Maxfield Gast | photo by Josh Pelta-Heller for WXPN
Maxfield Gast | photo by Josh Pelta-Heller for WXPN

Making a career out of the musical arts is a hustle, and as hustlers go, Maxfield Gast stands out. A sax player raised on the instrument and daily rehearsals, Gast cut his teeth like so many musicians at Philly clubs like Ortlieb’s, and played prominent stages in Philly and New York City at a young age.

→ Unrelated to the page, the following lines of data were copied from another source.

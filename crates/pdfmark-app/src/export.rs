//! PNG encoding and export packaging.

use pdfmark_core::ExportRequest;
use pdfmark_render::{RenderResult, RendererError, Surface};

/// Encode a surface as an 8-bit RGBA PNG.
pub fn encode_png(surface: &Surface) -> RenderResult<Vec<u8>> {
    let (width, height) = surface.size();
    let mut png_data = Vec::new();
    {
        let mut encoder = png::Encoder::new(&mut png_data, width, height);
        encoder.set_color(png::ColorType::Rgba);
        encoder.set_depth(png::BitDepth::Eight);

        let mut writer = encoder
            .write_header()
            .map_err(|e| RendererError::Encode(format!("Failed to write PNG header: {}", e)))?;
        writer
            .write_image_data(surface.image().as_raw())
            .map_err(|e| RendererError::Encode(format!("Failed to write PNG data: {}", e)))?;
    }
    Ok(png_data)
}

/// Encode a flattened surface and wrap it for the export endpoint.
pub fn export_request(surface: &Surface, filename: &str) -> RenderResult<ExportRequest> {
    let png = encode_png(surface)?;
    log::debug!("Encoded {}x{} export: {} bytes", surface.width(), surface.height(), png.len());
    Ok(ExportRequest::from_png(&png, filename))
}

Over the years, Gast has produced three studio records. He’s contributed to soundtracks to film and TV, including the music for Louis CK’s Louie and his comedy specials, and the recently released finance thriller Equity, starring Breaking Bad’s Anna Gunn. He’s played every stage in the city, toured the country with his bands, and played shows alongside the likes of Cage The Elephant, Reggie Watts and Work Drugs, not to mention furnishing contributions to the albums of over two dozen celebrated artists as well.

Lately, Gast is focusing his efforts on expanding the capabilities of his Roxborough-based label and recording studio, Militia Hill, founded in 2009, the studio does mixing and editing and voiceover recording, and specializes in custom composition for movies, TV and radio.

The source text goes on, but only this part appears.